- _WHAT YOU NEED TO DO_:
If a line in the data below contains the word "EventEmitter", copy it out.

• • • • •

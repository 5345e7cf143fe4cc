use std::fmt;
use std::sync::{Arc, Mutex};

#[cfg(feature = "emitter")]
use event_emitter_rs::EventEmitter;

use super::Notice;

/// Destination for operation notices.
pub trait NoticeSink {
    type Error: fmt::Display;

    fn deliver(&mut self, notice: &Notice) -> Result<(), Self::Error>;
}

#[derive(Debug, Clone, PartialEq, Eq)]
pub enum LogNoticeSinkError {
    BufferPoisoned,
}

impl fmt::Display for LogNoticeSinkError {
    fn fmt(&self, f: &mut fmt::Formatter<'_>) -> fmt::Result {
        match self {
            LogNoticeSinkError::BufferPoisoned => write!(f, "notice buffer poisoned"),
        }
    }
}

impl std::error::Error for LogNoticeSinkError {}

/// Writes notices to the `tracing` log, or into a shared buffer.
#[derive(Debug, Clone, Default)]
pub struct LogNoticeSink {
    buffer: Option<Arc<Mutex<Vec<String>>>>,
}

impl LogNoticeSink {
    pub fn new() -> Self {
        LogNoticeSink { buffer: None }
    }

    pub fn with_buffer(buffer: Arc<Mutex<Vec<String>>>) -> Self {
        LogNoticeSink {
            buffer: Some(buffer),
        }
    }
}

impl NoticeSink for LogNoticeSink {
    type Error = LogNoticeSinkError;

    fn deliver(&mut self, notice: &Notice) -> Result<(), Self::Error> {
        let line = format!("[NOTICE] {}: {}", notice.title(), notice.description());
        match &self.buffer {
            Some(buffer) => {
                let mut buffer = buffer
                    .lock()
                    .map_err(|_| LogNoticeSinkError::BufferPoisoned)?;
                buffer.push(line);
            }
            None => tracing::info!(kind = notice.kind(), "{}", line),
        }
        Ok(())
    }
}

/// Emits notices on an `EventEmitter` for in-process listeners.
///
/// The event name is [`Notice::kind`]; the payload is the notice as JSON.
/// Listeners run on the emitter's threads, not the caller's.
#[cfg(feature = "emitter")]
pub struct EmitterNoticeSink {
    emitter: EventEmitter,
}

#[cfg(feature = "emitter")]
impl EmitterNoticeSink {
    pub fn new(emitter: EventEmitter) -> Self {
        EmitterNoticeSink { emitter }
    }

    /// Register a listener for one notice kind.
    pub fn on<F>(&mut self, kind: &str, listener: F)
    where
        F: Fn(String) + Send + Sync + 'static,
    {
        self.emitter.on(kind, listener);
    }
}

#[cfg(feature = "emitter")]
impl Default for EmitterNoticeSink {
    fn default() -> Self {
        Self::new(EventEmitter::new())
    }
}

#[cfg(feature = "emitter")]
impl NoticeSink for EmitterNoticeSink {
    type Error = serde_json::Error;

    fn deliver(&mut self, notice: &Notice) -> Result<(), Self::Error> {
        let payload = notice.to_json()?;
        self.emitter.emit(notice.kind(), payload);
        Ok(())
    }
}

• • • • •

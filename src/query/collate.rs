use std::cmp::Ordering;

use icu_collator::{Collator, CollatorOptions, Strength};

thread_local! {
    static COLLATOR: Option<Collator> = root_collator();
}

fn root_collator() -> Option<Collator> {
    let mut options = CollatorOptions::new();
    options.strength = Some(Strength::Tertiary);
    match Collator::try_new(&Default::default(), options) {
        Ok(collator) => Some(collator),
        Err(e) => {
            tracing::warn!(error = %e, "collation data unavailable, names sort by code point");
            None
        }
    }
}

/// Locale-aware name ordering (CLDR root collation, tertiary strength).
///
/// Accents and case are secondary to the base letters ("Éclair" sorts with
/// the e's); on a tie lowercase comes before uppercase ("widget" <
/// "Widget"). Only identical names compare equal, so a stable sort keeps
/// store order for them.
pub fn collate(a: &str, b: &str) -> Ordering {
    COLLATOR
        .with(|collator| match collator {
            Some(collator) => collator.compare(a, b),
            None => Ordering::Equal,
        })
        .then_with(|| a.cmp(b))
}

• • • • •

- _SOLUTION_:
use event_emitter_rs::EventEmitter;
/// Emits notices on an `EventEmitter` for in-process listeners.
    emitter: EventEmitter,
    pub fn new(emitter: EventEmitter) -> Self {
        Self::new(EventEmitter::new())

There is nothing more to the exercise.